Trae Young did it again. This time Baylor was the foil and Young’s newfound focus on efficiency was the inspiration for another gem of a performance that ranks among his best in a brilliant freshman season.

Young finished with 44 points by shooting 11 of 20 from the field, 6 of 11 from three-point range, and 16 of 19 from the foul line in a 98-96 Oklahoma win. He scored 31 of those points in the second half in what’s becoming a major theme of his season: Young has a tendency to feel his way out in the first half before ripping out your heart when the game is on the line.

This was the third time in six games Young has scored at least 40 points and the fourth time he’s done it this season. Yes, he had six turnovers, but no one cares: This 6’2, 180-pound freshman who has yet to dunk in a game is the most unstoppable force in college basketball.

Just ask Baylor. Young hit dagger after dagger against the Bears on Tuesday night, highlighted by the type of deep threes that have to be so demoralizing for opponents. He also had nine assists and continues to lead the country in both points and assists per game.

Young is a monster, and it feels like he’s only getting better.

Young is focused on efficiency now

Young gave a telling quote after the win:

“I don’t think you can say I was inefficient tonight,” Young said. “I remember against Oklahoma State, I had a lot of points but wasn’t efficient. But I was glad that I was very efficient and my teammates did a great job of scoring as well.”

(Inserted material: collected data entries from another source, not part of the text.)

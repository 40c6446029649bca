//! Ember Arena - simulation core for an arena survival game
//!
//! Core modules:
//! - `sim`: Deterministic simulation (combat, waves, pickups, progression, abilities)
//! - `settings`: Run settings (seed, pool size, throttling, player base stats)
//! - `tuning`: Data-driven game balance
//! - `error`: Configuration errors

pub mod error;
pub mod settings;
pub mod sim;
pub mod tuning;

pub use error::ConfigError;
pub use settings::SimSettings;
pub use tuning::Tuning;

use glam::Vec2;

/// Game configuration constants
pub mod consts {
    /// Fixed simulation timestep (60 Hz)
    pub const SIM_DT: f32 = 1.0 / 60.0;
    /// Maximum substeps per frame to prevent spiral of death
    pub const MAX_SUBSTEPS: u32 = 8;

    /// Frame rate below which spawning is throttled
    pub const THROTTLE_FPS: f32 = 30.0;
    /// Spawn interval multiplier while throttled
    pub const THROTTLE_MULTIPLIER: f32 = 1.5;
    /// Frame samples kept by the performance monitor (one second at 60 fps)
    pub const PERF_HISTORY: usize = 60;

    /// Enemy pool capacity
    pub const ENEMY_POOL_SIZE: usize = 100;
    /// Distance outside the visible bounds where enemies appear
    pub const SPAWN_MARGIN: f32 = 50.0;

    /// Level cap
    pub const MAX_LEVEL: u32 = 60;

    /// Scatter radius for multi-drop essence
    pub const DROP_SCATTER: f32 = 12.0;
}

/// Milliseconds in one second; every internal clock counts milliseconds.
pub const MS_PER_SEC: f64 = 1000.0;

/// Convert a frame delta in seconds to milliseconds
#[inline]
pub fn secs_to_ms(dt: f32) -> f64 {
    f64::from(dt) * MS_PER_SEC
}

/// Unit direction from `from` to `to`, or `None` when the points coincide
#[inline]
pub fn direction(from: Vec2, to: Vec2) -> Option<Vec2> {
    (to - from).try_normalize()
}
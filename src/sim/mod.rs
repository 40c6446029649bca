//! Deterministic simulation module
//!
//! All gameplay logic lives here. This module must be pure and deterministic:
//! - Fixed timestep only
//! - Seeded RNG only
//! - Stable iteration order (by entity ID)
//! - No rendering or platform dependencies

pub mod combat;
pub mod cooldown;
pub mod effects;
pub mod events;
pub mod exp_sources;
pub mod perf;
pub mod pickups;
pub mod pool;
pub mod progression;
pub mod skills;
pub mod state;
pub mod stats;
pub mod tick;
pub mod wave;

pub use combat::{CombatEvent, CombatEventKind, CombatRegistry, CombatStats, EntityId};
pub use cooldown::{CooldownEvent, CooldownEventKind, CooldownTracker};
pub use effects::{EffectKind, SkillEffect, StatOp};
pub use events::{Dispatcher, HandlerId, SimEvent};
pub use exp_sources::{ExpSource, ExpSourceKind, ExpSourceRegistry};
pub use perf::{Bounds, BoundsProvider, FixedBounds, FrameRateMonitor, PerformanceSignal};
pub use pickups::{
    DropTable, Essence, EssenceEvent, EssenceEventKind, EssenceField, EssenceId, EssenceTier,
    EssenceTierConfig,
};
pub use pool::{EnemyPool, PooledEnemy};
pub use progression::{
    LevelConfig, Progression, ProgressionEvent, ProgressionEventKind, Rewards,
    validate_level_table,
};
pub use skills::{
    AbilityEvent, AbilityEventKind, AbilitySystem, ActiveEffect, LinearScaling, ScalingStat,
    SkillDef, SkillLibrary, SkillTarget, UnlockedSkill,
};
pub use state::{SimPhase, Simulation};
pub use stats::{CharacterStats, DamageResult, StatKind, StatSheet};
pub use tick::{TickInput, tick};
pub use wave::{
    EliteConfig, EnemyArchetype, EnemyKind, SpawnState, StatMultipliers, WaveConfig,
    WaveDirector, WaveEvent, WaveEventKind, WaveState, WeightedKind, select_enemy_kind,
    validate_waves,
};
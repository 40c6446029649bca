//! Ember Arena entry point
//!
//! Headless runner: drives the simulation at a fixed timestep with a simple
//! movement layer (enemies chase the player, the player walks to essence)
//! and logs a run summary.

#[cfg(not(target_arch = "wasm32"))]
mod headless {
    use std::cell::Cell;
    use std::path::PathBuf;
    use std::rc::Rc;

    use clap::Parser;
    use glam::Vec2;

    use ember_arena::consts::*;
    use ember_arena::sim::{
        CombatEvent, CombatEventKind, CooldownEventKind, EntityId, FixedBounds, FrameRateMonitor,
        ProgressionEventKind, SimPhase, Simulation, StatKind, TickInput, WaveEventKind, tick,
    };
    use ember_arena::{ConfigError, SimSettings, Tuning};

    /// Seconds of travel a knockback impulse is applied for
    const KNOCKBACK_SECS: f32 = 0.25;
    /// Player walking speed toward essence (units per second)
    const PLAYER_WALK_SPEED: f32 = 120.0;

    /// Arena survival simulation, run without rendering
    #[derive(Parser, Debug)]
    #[command(name = "ember-arena")]
    #[command(about = "Arena survival simulation core, run headless")]
    #[command(version)]
    pub struct Args {
        /// RNG seed (overrides the settings file)
        #[arg(long)]
        pub seed: Option<u64>,

        /// Fixed simulation ticks to run (60 per simulated second)
        #[arg(long, default_value = "18000")]
        pub ticks: u64,

        /// Run settings JSON
        #[arg(long, value_name = "SETTINGS_FILE")]
        pub settings: Option<PathBuf>,

        /// Balance tables JSON
        #[arg(long, value_name = "TUNING_FILE")]
        pub tuning: Option<PathBuf>,

        /// Frame rate the runner pretends to render at (feeds the spawn throttle)
        #[arg(long, default_value = "60")]
        pub fps: f32,

        /// Spend points and cast skills automatically
        #[arg(long)]
        pub autoplay: bool,
    }

    #[derive(Default)]
    struct Tally {
        kills: Rc<Cell<u32>>,
        waves: Rc<Cell<u32>>,
        level_ups: Rc<Cell<u32>>,
        casts: Rc<Cell<u32>>,
    }

    /// Runner holding the simulation and the frame accumulator
    struct Game {
        sim: Simulation,
        accumulator: f32,
        autoplay: bool,
        tally: Tally,
    }

    impl Game {
        fn new(settings: &SimSettings, tuning: Tuning, autoplay: bool) -> Result<Self, ConfigError> {
            let perf = FrameRateMonitor::new(PERF_HISTORY, f64::from(settings.throttle_fps));
            let mut sim = Simulation::new(
                settings,
                tuning,
                Box::new(perf),
                Box::new(FixedBounds(settings.bounds)),
            )?;

            let tally = Tally::default();
            let kills = Rc::clone(&tally.kills);
            sim.combat_mut().on(CombatEventKind::Death, move |event| {
                if let CombatEvent::Death {
                    was_player: false, ..
                } = event
                {
                    kills.set(kills.get() + 1);
                }
            });
            let waves = Rc::clone(&tally.waves);
            sim.waves_mut().on(WaveEventKind::WaveStart, move |_| {
                waves.set(waves.get() + 1);
            });
            let level_ups = Rc::clone(&tally.level_ups);
            sim.progression_mut()
                .on(ProgressionEventKind::LevelUp, move |_| {
                    level_ups.set(level_ups.get() + 1);
                });
            // Every successful cast starts a cooldown
            let casts = Rc::clone(&tally.casts);
            sim.abilities_mut()
                .cooldowns_mut()
                .on(CooldownEventKind::Start, move |_| {
                    casts.set(casts.get() + 1);
                });

            Ok(Self {
                sim,
                accumulator: 0.0,
                autoplay,
                tally,
            })
        }

        /// Run simulation ticks for one rendered frame
        fn update(&mut self, dt: f32) {
            let dt = dt.min(0.1);
            self.accumulator += dt;

            let mut substeps = 0;
            while self.accumulator >= SIM_DT && substeps < MAX_SUBSTEPS {
                let input = self.build_input(dt);
                tick(&mut self.sim, &input, SIM_DT);
                self.accumulator -= SIM_DT;
                substeps += 1;
            }
        }

        fn build_input(&mut self, frame_dt: f32) -> TickInput {
            let mut input = TickInput {
                frame_ms: Some(f64::from(frame_dt) * 1000.0),
                ..Default::default()
            };
            let Some(player_at) = self.sim.combat().player_position() else {
                return input;
            };

            // Knockback first, then everyone closes in
            let mut pushed: Vec<(EntityId, Vec2)> = Vec::new();
            for (id, velocity) in self.sim.take_impulses() {
                if let Some(at) = self.sim.combat().position(id) {
                    pushed.push((id, at + velocity * KNOCKBACK_SECS));
                }
            }
            let player = self.sim.player_id();
            for id in self.sim.combat().entity_ids() {
                if id == player || pushed.iter().any(|(p, _)| *p == id) {
                    continue;
                }
                let (Some(at), Some(stats)) = (self.sim.combat().position(id), self.sim.combat().stats(id))
                else {
                    continue;
                };
                // Stop at attack range
                if at.distance(player_at) <= stats.range {
                    continue;
                }
                if let Some(dir) = ember_arena::direction(at, player_at) {
                    input.positions.push((id, at + dir * stats.move_speed * SIM_DT));
                }
            }
            input.positions.extend(pushed);

            if self.autoplay {
                let nearest_essence = self
                    .sim
                    .essences()
                    .essences_in_range(player_at, f32::MAX)
                    .into_iter()
                    .min_by(|a, b| {
                        a.position
                            .distance(player_at)
                            .total_cmp(&b.position.distance(player_at))
                    })
                    .map(|e| e.position);
                if let Some(target) = nearest_essence {
                    if let Some(dir) = ember_arena::direction(player_at, target) {
                        let step = (PLAYER_WALK_SPEED * SIM_DT).min(player_at.distance(target));
                        input.player_position = Some(player_at + dir * step);
                    }
                }
                if let Some(enemy) = self.sim.combat().find_target(player) {
                    input.skill_casts = self
                        .sim
                        .abilities()
                        .unlocked_skills()
                        .filter(|s| self.sim.abilities().can_use(&s.def.id))
                        .map(|s| (s.def.id.clone(), enemy))
                        .collect();
                }
            }
            input
        }

        /// Spend every available point: skills in library order, stats round robin
        fn spend_points(&mut self) {
            let ids: Vec<String> = self.sim.abilities().library().ids().map(String::from).collect();
            while self.sim.progression().skill_points() > 0 {
                if !ids.iter().any(|id| self.sim.invest_skill_point(id)) {
                    break;
                }
            }
            let mut stats = StatKind::ALL.iter().cycle().take(StatKind::ALL.len() * 8);
            while self.sim.progression().stat_points() > 0 {
                let Some(&stat) = stats.next() else {
                    break;
                };
                self.sim.invest_stat_point(stat);
            }
        }
    }

    fn load(args: &Args) -> Result<(SimSettings, Tuning), ConfigError> {
        let mut settings = match &args.settings {
            Some(path) => SimSettings::load(path)?,
            None => SimSettings::default(),
        };
        if let Some(seed) = args.seed {
            settings.seed = seed;
        }
        let tuning = match &args.tuning {
            Some(path) => Tuning::load(path)?,
            None => Tuning::default(),
        };
        Ok((settings, tuning))
    }

    pub fn run() -> Result<(), ConfigError> {
        let args = Args::parse();
        let (settings, tuning) = load(&args)?;
        log::info!("Ember Arena (headless) starting with seed {}", settings.seed);

        let mut game = Game::new(&settings, tuning, args.autoplay)?;
        let frame_dt = 1.0 / args.fps.max(1.0);

        while game.sim.time_ticks() < args.ticks {
            game.update(frame_dt);
            if game.autoplay {
                game.spend_points();
            }
            if game.sim.phase() != SimPhase::Running {
                break;
            }
        }

        let sim = &game.sim;
        println!(
            "{:?} after {:.1}s: wave {} ({} started), level {} ({} level ups), {} exp, {} kills, {} casts, {} essence on the ground",
            sim.phase(),
            sim.elapsed_ms() / 1000.0,
            sim.waves().wave_number(),
            game.tally.waves.get(),
            sim.progression().level(),
            game.tally.level_ups.get(),
            sim.progression().experience(),
            game.tally.kills.get(),
            game.tally.casts.get(),
            sim.essences().len(),
        );
        game.sim.shutdown();
        Ok(())
    }
}

#[cfg(not(target_arch = "wasm32"))]
fn main() -> std::process::ExitCode {
    env_logger::init();
    match headless::run() {
        Ok(()) => std::process::ExitCode::SUCCESS,
        Err(e) => {
            log::error!("{e}");
            eprintln!("error: {e}");
            std::process::ExitCode::FAILURE
        }
    }
}

#[cfg(target_arch = "wasm32")]
fn main() {
    // The library is the wasm surface; there is no browser runner
}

The Sooners’ Jan. 20 overtime loss to Oklahoma State feels like a tipping point in Young’s season. He finished that game with 48 points, but he needed 39 shots to get there. The criticism of that performance was always unwarranted, but it appears to have sparked a new interest in efficiency for Young that should terrify the rest of the Big 12.

He’s still taking deep threes, but those are good shots for him. And when a few start to fall, everything else in his game opens up.

No one can keep him off the foul line

Young’s secret talent is his ability to draw fouls. We typically think of the biggest, most athletic guards as the ones with a special ability at getting to the line. Young does it another way: By leveraging the threat of his pull-up shooting to open driving lines and keep defenses on their heels.

After 19 more free throw attempts against Baylor, Young is now No. 6 in the country in fouls drawn per 40, according to KenPom. Combine Young’s quickness with his ability to shoot from anywhere and opposing defenses are just totally broken.

Here are two plays that sum it up:

If Young has daylight, he’s liable to shoot from anywhere on the floor. These plays simply break the standard rhythms of a basketball game and throw traditional coverage schemes completely out of whack.

But as soon as defenses start applying aggressive ball pressure, Young is burning you to the basket:

Take the screen. Fake the screen. It doesn’t matter. Young’s deep range provides an entirely new dimension of spacing. His first step and passing ability then leverage that space into whatever he needs it to be.

How does you stop this?

You don’t. Baylor couldn’t and neither can anywhere else.

The player of the year race is over. Everyone else is playing for second.